**DATASET EXCERPTS:**
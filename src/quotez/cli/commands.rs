use super::print::{
    print_categories, print_config, print_messages, print_quote, print_quote_list,
    print_sync_report,
};
use super::setup::{Cli, Commands};
use clap::Parser;
use quotez::api::{CmdResult, ConfigAction, ExportTarget, QuoteApi};
use quotez::error::{QuotezError, Result};
use quotez::init::{initialize, resolve_data_dir};
use quotez::remote::{HttpRemote, RemoteSource};
use quotez::scheduler::SyncScheduler;
use quotez::store::fs::FileStore;
use std::io::{self, Write};
use std::path::PathBuf;
use std::sync::Arc;
use std::time::Duration;
use tokio::sync::Mutex;
use tracing_subscriber::{layer::SubscriberExt, util::SubscriberInitExt, EnvFilter};

struct AppContext {
    api: QuoteApi<FileStore>,
}

pub async fn run() -> Result<()> {
    let cli = Cli::parse();
    init_logging(cli.verbose);

    let mut ctx = init_context(&cli)?;

    match cli.command {
        Some(Commands::Random { category }) => handle_random(&mut ctx, category),
        Some(Commands::Show) | None => handle_show(&mut ctx),
        Some(Commands::Add {
            text,
            category,
            author,
        }) => handle_add(&mut ctx, &text, &category, author.as_deref()),
        Some(Commands::List { category }) => handle_list(&ctx, category),
        Some(Commands::Categories) => handle_categories(&ctx),
        Some(Commands::Category { name }) => handle_select(&mut ctx, &name),
        Some(Commands::Import { file }) => handle_import(&mut ctx, file),
        Some(Commands::Export { output }) => handle_export(&ctx, &output),
        Some(Commands::Sync) => handle_sync(&mut ctx).await,
        Some(Commands::Watch { interval }) => handle_watch(ctx, interval).await,
        Some(Commands::Reset { yes }) => handle_reset(&mut ctx, yes),
        Some(Commands::Config { key, value }) => handle_config(&mut ctx, key, value),
    }
}

/// Logs go to stderr so `export -o -` output stays clean.
fn init_logging(verbose: bool) {
    let default = if verbose { "quotez=debug" } else { "quotez=warn" };
    let _ = tracing_subscriber::registry()
        .with(EnvFilter::try_from_default_env().unwrap_or_else(|_| default.into()))
        .with(tracing_subscriber::fmt::layer().with_writer(io::stderr))
        .try_init();
}

fn init_context(cli: &Cli) -> Result<AppContext> {
    let data_dir = resolve_data_dir(cli.data_dir.as_deref())?;
    Ok(AppContext {
        api: initialize(data_dir)?,
    })
}

fn print_displayed(result: &CmdResult) {
    if let Some(quote) = &result.displayed {
        print_quote(quote);
    }
    print_messages(&result.messages);
}

fn handle_random(ctx: &mut AppContext, category: Option<String>) -> Result<()> {
    let result = ctx.api.random_quote(category.as_deref())?;
    print_displayed(&result);
    Ok(())
}

fn handle_show(ctx: &mut AppContext) -> Result<()> {
    let result = ctx.api.show_quote()?;
    print_displayed(&result);
    Ok(())
}

fn handle_add(
    ctx: &mut AppContext,
    text: &str,
    category: &str,
    author: Option<&str>,
) -> Result<()> {
    let result = ctx.api.add_quote(text, category, author)?;
    print_displayed(&result);
    Ok(())
}

fn handle_list(ctx: &AppContext, category: Option<String>) -> Result<()> {
    let result = ctx.api.list_quotes(category.as_deref())?;
    print_quote_list(&result.listed_quotes);
    print_messages(&result.messages);
    Ok(())
}

fn handle_categories(ctx: &AppContext) -> Result<()> {
    let result = ctx.api.categories()?;
    print_categories(
        &result.categories,
        result.selected_category.as_deref().unwrap_or_default(),
    );
    Ok(())
}

fn handle_select(ctx: &mut AppContext, name: &str) -> Result<()> {
    let result = ctx.api.select_category(name)?;
    print_messages(&result.messages);
    Ok(())
}

fn handle_import(ctx: &mut AppContext, file: PathBuf) -> Result<()> {
    let result = ctx.api.import_file(&file)?;
    print_messages(&result.messages);
    Ok(())
}

fn handle_export(ctx: &AppContext, output: &str) -> Result<()> {
    let target = if output == "-" {
        ExportTarget::Inline
    } else {
        ExportTarget::File(PathBuf::from(output))
    };
    let result = ctx.api.export(target)?;
    if let Some(document) = &result.exported {
        println!("{}", document);
    }
    print_messages(&result.messages);
    Ok(())
}

fn print_sync_result(result: &CmdResult) {
    print_messages(&result.messages);
    if let Some(report) = &result.sync {
        print_sync_report(report);
    }
}

async fn handle_sync(ctx: &mut AppContext) -> Result<()> {
    let remote = HttpRemote::from_config(ctx.api.settings())?;
    let result = ctx.api.sync(&remote).await?;
    print_sync_result(&result);
    Ok(())
}

async fn handle_watch(ctx: AppContext, interval: Option<u64>) -> Result<()> {
    let every = match interval {
        Some(0) => {
            return Err(QuotezError::Validation(
                "Interval must be at least 1 second".to_string(),
            ))
        }
        Some(secs) => Duration::from_secs(secs),
        None => ctx.api.sync_interval(),
    };
    let remote: Arc<dyn RemoteSource> = Arc::new(HttpRemote::from_config(ctx.api.settings())?);

    println!(
        "Syncing every {}s, press Ctrl-C to stop.",
        every.as_secs()
    );
    let scheduler = SyncScheduler::new(Arc::new(Mutex::new(ctx.api)), remote, every);
    let handle = scheduler.spawn(|outcome| match outcome {
        Ok(result) => print_sync_result(&result),
        Err(e) => eprintln!("Error: {}", e),
    });

    tokio::signal::ctrl_c().await.map_err(QuotezError::Io)?;
    handle.shutdown().await
}

fn handle_reset(ctx: &mut AppContext, yes: bool) -> Result<()> {
    if !yes {
        println!("This will remove all saved quotes and restore defaults.");
        print!("[Y] To continue: ");
        io::stdout().flush().map_err(QuotezError::Io)?;

        let mut input = String::new();
        io::stdin().read_line(&mut input).map_err(QuotezError::Io)?;

        if input.trim() != "Y" {
            println!("Operation cancelled.");
            return Ok(());
        }
    }

    let result = ctx.api.reset()?;
    print_messages(&result.messages);
    Ok(())
}

fn handle_config(ctx: &mut AppContext, key: Option<String>, value: Option<String>) -> Result<()> {
    let action = match (key, value) {
        (None, _) => ConfigAction::ShowAll,
        (Some(k), None) => ConfigAction::ShowKey(k),
        (Some(k), Some(v)) => ConfigAction::Set(k, v),
    };

    let show_all = matches!(action, ConfigAction::ShowAll);
    let result = ctx.api.config(action)?;
    if show_all {
        if let Some(config) = &result.config {
            print_config(config);
        }
    }
    print_messages(&result.messages);
    Ok(())
}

**ASSIGNMENT:** What number of lines in the listing contain the word "scheduler"? Supply the number with no accompanying text.

**RESPONSE BOX:** 3